[Stored dataset items]

//! Log output for the preview server.
//!
//! Lines are prefixed with a short wall-clock time and tagged with the
//! component that produced them (`[router]`, `[watcher]`, `[ws]`, ...).
//!
//! ```toml
//! [logging]
//! default = "info"
//!
//! [logging.modules]
//! tower_http = "debug"   # request traces
//! ```
//!
//! `RUST_LOG` overrides the configured filter entirely:
//! ```bash
//! RUST_LOG=adoc_live=debug adoc-live serve docs/
//! ```

use std::sync::Once;

use tracing_subscriber::fmt::time::FormatTime;
use tracing_subscriber::layer::SubscriberExt;
use tracing_subscriber::util::SubscriberInitExt;
use tracing_subscriber::{EnvFilter, Layer};

use crate::config::LoggingConfig;

static INIT: Once = Once::new();

/// HH:MM:SS.mmm
struct CompactTime;

impl FormatTime for CompactTime {
    fn format_time(&self, w: &mut tracing_subscriber::fmt::format::Writer<'_>) -> std::fmt::Result {
        write!(w, "{}", chrono::Local::now().format("%H:%M:%S%.3f"))
    }
}

/// Build the filter directive string from configuration.
pub fn filter_directives(config: &LoggingConfig) -> String {
    let mut directives = config.default.clone();
    for (module, level) in &config.modules {
        directives.push_str(&format!(",{module}={level}"));
    }
    directives
}

/// Install the global subscriber. Only the first call has any effect.
pub fn init_with_config(config: &LoggingConfig) {
    INIT.call_once(|| {
        let filter = if std::env::var("RUST_LOG").is_ok() {
            EnvFilter::from_default_env()
        } else {
            EnvFilter::new(filter_directives(config))
        };

        let fmt_layer = tracing_subscriber::fmt::layer()
            .with_target(false)
            .with_timer(CompactTime)
            .with_level(true)
            .with_filter(filter);

        tracing_subscriber::registry().with(fmt_layer).init();
    });
}

/// Log a component event at info level.
///
/// ```ignore
/// log_event!("router", "added", "{} on {}", file, route);
/// log_event!("server", "stopped");
/// ```
#[macro_export]
macro_rules! log_event {
    ($handler:expr, $event:expr) => {
        tracing::info!("[{}] {}", $handler, $event)
    };
    ($handler:expr, $event:expr, $($arg:tt)*) => {
        tracing::info!("[{}] {}: {}", $handler, $event, format!($($arg)*))
    };
}

/// Same as [`log_event!`] at debug level.
#[macro_export]
macro_rules! debug_event {
    ($handler:expr, $event:expr) => {
        tracing::debug!("[{}] {}", $handler, $event)
    };
    ($handler:expr, $event:expr, $($arg:tt)*) => {
        tracing::debug!("[{}] {}: {}", $handler, $event, format!($($arg)*))
    };
}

## TASK:
Show the lines where the word "LoggingConfig" appears in the entries.

## ANSWER TO THIS TASK:
use crate::config::LoggingConfig;
pub fn filter_directives(config: &LoggingConfig) -> String {
pub fn init_with_config(config: &LoggingConfig) {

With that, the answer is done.